“The main message of our report is that the recent response to the Ebola outbreak held a mirror up to the existing weaknesses in our current system—or more accurately, the lack of a system,” says Lee.
“We have a chaotic jumble of institutions and practices that sometimes works together, but more often does not. We need to strengthen the institutions responsible for protecting the world from such deadly outbreaks.”
Amid widespread and accelerating globalization, the report calls on world leaders to build an effective system of global health governance to deal with future outbreaks that potentially threaten all countries.
“Canada, as a country at the crossroads of globalization, must actively contribute to these efforts,” says Lee, whose research focuses on how the global health community can ensure a better response to future global disease outbreaks.
“Canadians responded generously during the Ebola outbreak by donating funds and some courageously traveled to the affected region to work with non-governmental organizations on the ground. However, the previous government’s adoption of visa restrictions was disappointing and potentially counterproductive.”

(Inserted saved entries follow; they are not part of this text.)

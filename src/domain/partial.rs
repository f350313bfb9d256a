//! Configuration tree
//!
//! A [`Partial`] is one chunk of configuration: an insertion-ordered map from
//! key to [`Value`]. Sources each own one, and the manager merges them into a
//! single tree on every rebuild.
//!
//! # Paths
//!
//! Paths are split on a separator (`.` unless configured otherwise). Empty
//! segments collapse, so `"node..inner"` addresses the same value as
//! `"node.inner"`, and a path without any segment addresses the whole tree.
//! There is no escaping; keys that contain the separator need a different
//! separator.

use super::errors::StrataError;
use super::lookup::Lookup;
use super::result::Result;
use super::value::Value;
use indexmap::IndexMap;
use serde::Serialize;

/// Separator used when none is configured
pub const DEFAULT_SEPARATOR: &str = ".";

/// Split a path into its non-empty segments.
pub fn segments<'a>(path: &'a str, separator: &str) -> Vec<&'a str> {
    if separator.is_empty() {
        return if path.is_empty() { Vec::new() } else { vec![path] };
    }
    path.split(separator).filter(|s| !s.is_empty()).collect()
}

/// Insertion-ordered configuration tree
#[derive(Debug, Clone, PartialEq, Default, Serialize)]
#[serde(transparent)]
pub struct Partial {
    entries: IndexMap<String, Value>,
}

impl Partial {
    /// Create an empty tree
    pub fn new() -> Self {
        Self::default()
    }

    /// Build a tree from a decoded document.
    ///
    /// The document root must be a mapping; `null` (an empty YAML file, for
    /// instance) yields an empty tree.
    pub fn from_document(document: Value) -> Result<Self> {
        match document {
            Value::Tree(tree) => Ok(tree),
            Value::Null => Ok(Partial::new()),
            other => Err(StrataError::Decode(format!(
                "document root must be a mapping, found {}",
                other.type_name()
            ))),
        }
    }

    /// Number of top-level keys
    pub fn len(&self) -> usize {
        self.entries.len()
    }

    /// Whether the tree has no keys
    pub fn is_empty(&self) -> bool {
        self.entries.is_empty()
    }

    /// Insert a top-level key, returning the previous value.
    ///
    /// Re-inserting a key overwrites the value but keeps its position.
    pub fn insert(&mut self, key: impl Into<String>, value: impl Into<Value>) -> Option<Value> {
        self.entries.insert(key.into(), value.into())
    }

    /// Remove a top-level key
    pub fn remove(&mut self, key: &str) -> Option<Value> {
        self.entries.shift_remove(key)
    }

    /// Top-level value for `key`
    pub fn entry(&self, key: &str) -> Option<&Value> {
        self.entries.get(key)
    }

    /// Whether `key` exists at the top level
    pub fn contains_key(&self, key: &str) -> bool {
        self.entries.contains_key(key)
    }

    /// Top-level keys in insertion order
    pub fn keys(&self) -> impl Iterator<Item = &str> {
        self.entries.keys().map(String::as_str)
    }

    /// Top-level entries in insertion order
    pub fn iter(&self) -> impl Iterator<Item = (&str, &Value)> {
        self.entries.iter().map(|(k, v)| (k.as_str(), v))
    }

    /// Deep-merge `other` into `self`.
    ///
    /// Trees present on both sides are merged recursively; anything else from
    /// `other` (scalars, lists, or a tree replacing a scalar) overwrites.
    pub fn merge(&mut self, other: &Partial) {
        for (key, incoming) in &other.entries {
            match (self.entries.get_mut(key), incoming) {
                (Some(Value::Tree(current)), Value::Tree(nested)) => current.merge(nested),
                _ => {
                    self.entries.insert(key.clone(), incoming.clone());
                }
            }
        }
    }

    /// Borrow the value at a non-empty list of segments
    fn walk(&self, segments: &[&str]) -> Option<&Value> {
        let (last, parents) = segments.split_last()?;
        let mut node = self;
        for segment in parents {
            node = node.entries.get(*segment)?.as_tree()?;
        }
        node.entries.get(*last)
    }

    /// Resolve `path` using `separator`, returning an owned copy.
    ///
    /// A path with no segments resolves to a copy of the whole tree.
    pub fn value_at(&self, path: &str, separator: &str) -> Option<Value> {
        let segments = segments(path, separator);
        if segments.is_empty() {
            return Some(Value::Tree(self.clone()));
        }
        self.walk(&segments).cloned()
    }

    /// Whether `path` resolves using `separator`
    pub fn has_path(&self, path: &str, separator: &str) -> bool {
        let segments = segments(path, separator);
        segments.is_empty() || self.walk(&segments).is_some()
    }

    /// Write `value` at `path`, creating intermediate trees as needed.
    ///
    /// Intermediate nodes that are not trees are replaced by empty trees.
    /// Writing to the root requires a tree value, which replaces the content.
    pub fn set_with(&mut self, path: &str, separator: &str, value: Value) -> Result<()> {
        let segments = segments(path, separator);
        let Some((last, parents)) = segments.split_last() else {
            return match value {
                Value::Tree(tree) => {
                    *self = tree;
                    Ok(())
                }
                _ => Err(StrataError::Conversion {
                    path: path.to_string(),
                    expected: "partial",
                }),
            };
        };

        let mut node = self;
        for segment in parents {
            let slot = node
                .entries
                .entry((*segment).to_string())
                .or_insert_with(|| Value::Tree(Partial::new()));
            if !slot.is_tree() {
                *slot = Value::Tree(Partial::new());
            }
            node = match slot {
                Value::Tree(tree) => tree,
                _ => unreachable!("slot was just made a tree"),
            };
        }
        node.entries.insert((*last).to_string(), value);
        Ok(())
    }
}

impl Lookup for Partial {
    fn lookup(&self, path: &str) -> Option<Value> {
        self.value_at(path, DEFAULT_SEPARATOR)
    }

    fn has(&self, path: &str) -> bool {
        self.has_path(path, DEFAULT_SEPARATOR)
    }
}

impl FromIterator<(String, Value)> for Partial {
    fn from_iter<T: IntoIterator<Item = (String, Value)>>(iter: T) -> Self {
        Self {
            entries: iter.into_iter().collect(),
        }
    }
}

impl<'a> IntoIterator for &'a Partial {
    type Item = (&'a String, &'a Value);
    type IntoIter = indexmap::map::Iter<'a, String, Value>;

    fn into_iter(self) -> Self::IntoIter {
        self.entries.iter()
    }
}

Lee challenges Canada to play a stronger role in supporting the design and creation of a global health governance system that benefits the entire world.
“Canada gave the world the remarkable Global Outbreak Alert and Response Network (GOARN) system and has other innovations to offer,” she says.
The GOARN system is a global network that ensures technical expertise and skills are on the ground where and when they are most needed during an outbreak.